No obstante, aunque un tanto endurecida en su sexualidad, Isabel descubrió una nueva excitación, echada bajo los preocupados empellones de Tristão, en tratar de conectarse con una red nerviosa más angulosa que antes, menos redondeada por una desesperanza perenne. Dar con este método, no quedar atrás, eran las ambiciones neuronales de Isabel, generadoras de una pasión que hacía que a la mañana siguiente perduraran rojas las marcas de sus uñas en la espalda blanca. Estaba luchando por su vida cuando antes sólo había luchado por el placer y por librarse de su padre.

El mundo sexual, por ser la cara inferior del mundo real, es hasta cierto punto una inversión de éste. En su condición de desvalido, Tristão había sido «superior» antes, ahora era ella quien dominaba y exigía. Para usar la terminología con que desde su niñez Isabel y Eudóxia habían chismorreado acerca de las monjas, ella era el gallo y él la gallina.

—Eres mi esclavo —decía Isabel.

—Sí, amita.

—Lámeme allí si no quieres que te dé una paliza. —Isabel blandía un trozo de la frágil lanza que José había cortado en dos con su sable. Cuando Tristão llevaba varios minutos obedeciendo y ella alcanzaba el clímax, le decía—: Me parece que igualmente te azotaré.

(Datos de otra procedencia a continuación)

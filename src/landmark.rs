//! Detector landmarks
//!
//! Landmarks arrive from the external detectors as normalized points:
//! x and y in [0, 1] relative to the frame, z as relative depth.
//! They are read-only inputs; nothing in the crate mutates them.

use crate::error::{Result, TrackerError};
use glam::{Vec2, Vec3};
use serde::{Deserialize, Serialize};
use static_assertions::const_assert;

/// Number of points in a refined face mesh
pub const FACE_MESH_LANDMARK_COUNT: usize = 478;

/// Number of points in a full body pose result
pub const POSE_LANDMARK_COUNT: usize = 33;

/// Face mesh indices used by the head and expression estimators
pub mod face {
    pub const NOSE: usize = 1;
    pub const LEFT_EYE: usize = 33;
    pub const RIGHT_EYE: usize = 263;
    pub const LEFT_EAR: usize = 234;
    pub const RIGHT_EAR: usize = 454;
    pub const LEFT_MOUTH: usize = 61;
    pub const RIGHT_MOUTH: usize = 291;

    pub const UPPER_INNER_LIP: usize = 13;
    pub const LOWER_INNER_LIP: usize = 14;
    pub const LEFT_EYE_UPPER_LID: usize = 159;
    pub const LEFT_EYE_LOWER_LID: usize = 145;
    pub const RIGHT_EYE_UPPER_LID: usize = 386;
    pub const RIGHT_EYE_LOWER_LID: usize = 374;
}

/// Body pose indices used by the torso and limb estimators
pub mod pose {
    pub const LEFT_SHOULDER: usize = 11;
    pub const RIGHT_SHOULDER: usize = 12;
    pub const LEFT_ELBOW: usize = 13;
    pub const RIGHT_ELBOW: usize = 14;
    pub const LEFT_WRIST: usize = 15;
    pub const RIGHT_WRIST: usize = 16;
    pub const LEFT_INDEX: usize = 19;
    pub const RIGHT_INDEX: usize = 20;
    pub const LEFT_HIP: usize = 23;
    pub const RIGHT_HIP: usize = 24;
}

const_assert!(face::RIGHT_EAR < FACE_MESH_LANDMARK_COUNT);
const_assert!(face::RIGHT_EYE_UPPER_LID < FACE_MESH_LANDMARK_COUNT);
const_assert!(pose::RIGHT_HIP < POSE_LANDMARK_COUNT);

/// A single detector landmark
#[derive(Debug, Clone, Copy, PartialEq, Default, Deserialize, Serialize)]
pub struct Landmark {
    pub x: f32,
    pub y: f32,
    #[serde(default)]
    pub z: f32,
    /// Detector confidence that the point is visible (pose results only)
    #[serde(default, skip_serializing_if = "Option::is_none")]
    pub visibility: Option<f32>,
}

impl Landmark {
    pub const fn new(x: f32, y: f32, z: f32) -> Self {
        Self {
            x,
            y,
            z,
            visibility: None,
        }
    }

    #[inline]
    pub fn is_finite(&self) -> bool {
        self.x.is_finite() && self.y.is_finite() && self.z.is_finite()
    }

    #[inline]
    pub fn to_vec3(self) -> Vec3 {
        Vec3::new(self.x, self.y, self.z)
    }

    #[inline]
    pub fn to_vec2(self) -> Vec2 {
        Vec2::new(self.x, self.y)
    }
}

impl From<Vec3> for Landmark {
    fn from(v: Vec3) -> Self {
        Self::new(v.x, v.y, v.z)
    }
}

/// One detector result: landmarks in detector index order
#[derive(Debug, Clone, PartialEq, Default, Deserialize, Serialize)]
#[serde(transparent)]
pub struct LandmarkSet {
    points: Vec<Landmark>,
}

impl LandmarkSet {
    pub fn new(points: Vec<Landmark>) -> Self {
        Self { points }
    }

    /// Landmark at a detector index.
    ///
    /// Returns None for an index past the end or for a non-finite point,
    /// so callers treat both as a missing landmark.
    pub fn get(&self, index: usize) -> Option<&Landmark> {
        self.points.get(index).filter(|lm| lm.is_finite())
    }

    /// Like `get`, but a missing landmark is an error
    pub fn require(&self, index: usize) -> Result<&Landmark> {
        self.get(index)
            .ok_or(TrackerError::MissingLandmark { index })
    }

    /// Landmark position as a vector
    pub fn point(&self, index: usize) -> Option<Vec3> {
        self.get(index).map(|lm| lm.to_vec3())
    }

    pub fn len(&self) -> usize {
        self.points.len()
    }

    pub fn is_empty(&self) -> bool {
        self.points.is_empty()
    }

    /// Overwrite one landmark, growing the set with zeros if needed
    pub fn with_landmark(mut self, index: usize, landmark: Landmark) -> Self {
        if self.points.len() <= index {
            self.points.resize(index + 1, Landmark::default());
        }
        self.points[index] = landmark;
        self
    }
}

impl From<Vec<Landmark>> for LandmarkSet {
    fn from(points: Vec<Landmark>) -> Self {
        Self::new(points)
    }
}

/// One blendshape score from the face landmarker
#[derive(Debug, Clone, PartialEq, Deserialize, Serialize)]
#[serde(rename_all = "camelCase")]
pub struct BlendshapeCategory {
    pub category_name: String,
    pub score: f32,
}

/// Look up a blendshape score by case-insensitive name fragment
pub fn blendshape_score(categories: &[BlendshapeCategory], fragment: &str) -> Option<f32> {
    let fragment = fragment.to_lowercase();
    categories
        .iter()
        .find(|c| c.category_name.to_lowercase().contains(&fragment))
        .map(|c| c.score)
}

Tristão la amaba más que nunca; estaba mareado con este nuevo amor por ella, que se confundía con el amor a su propia identidad blanca. Esta nueva relación dio por fin pleno campo de aplicación a su caballerosidad instintiva. También él había sentido algo brutal en su anterior atracción por ella. No había sido insensible al peso que la pérdida de posición social por parte de ella cargaba sobre sus hombros —la halagadora corona de mártir que eso la autorizaba a usar— ni a las indignidades de su prostitución en la mina y su concubinato en el campamento. De no haber sido negro, ¿ella le habría sido tan serena e indiferentemente infiel? Cierto es que con toda justicia ella podía argumentar que la pobreza y la desesperanza de él no le habían presentado ninguna alternativa, ¿pero no había encontrado Isabel cierto deleite en su degradación porque la culpa era de él? Ella lo había usado para volverse desvergonzada, negándole a él el lujo de la vergüenza. Lo había guiado a través de las elegantes calles de Ipanema por un laberinto en el que él jamás podría haber entrado sin ella. Se había rebajado a estar con él y por ende el amor de Isabel había lucido con mayor brillantez, con mayor pasión de autosacrificio.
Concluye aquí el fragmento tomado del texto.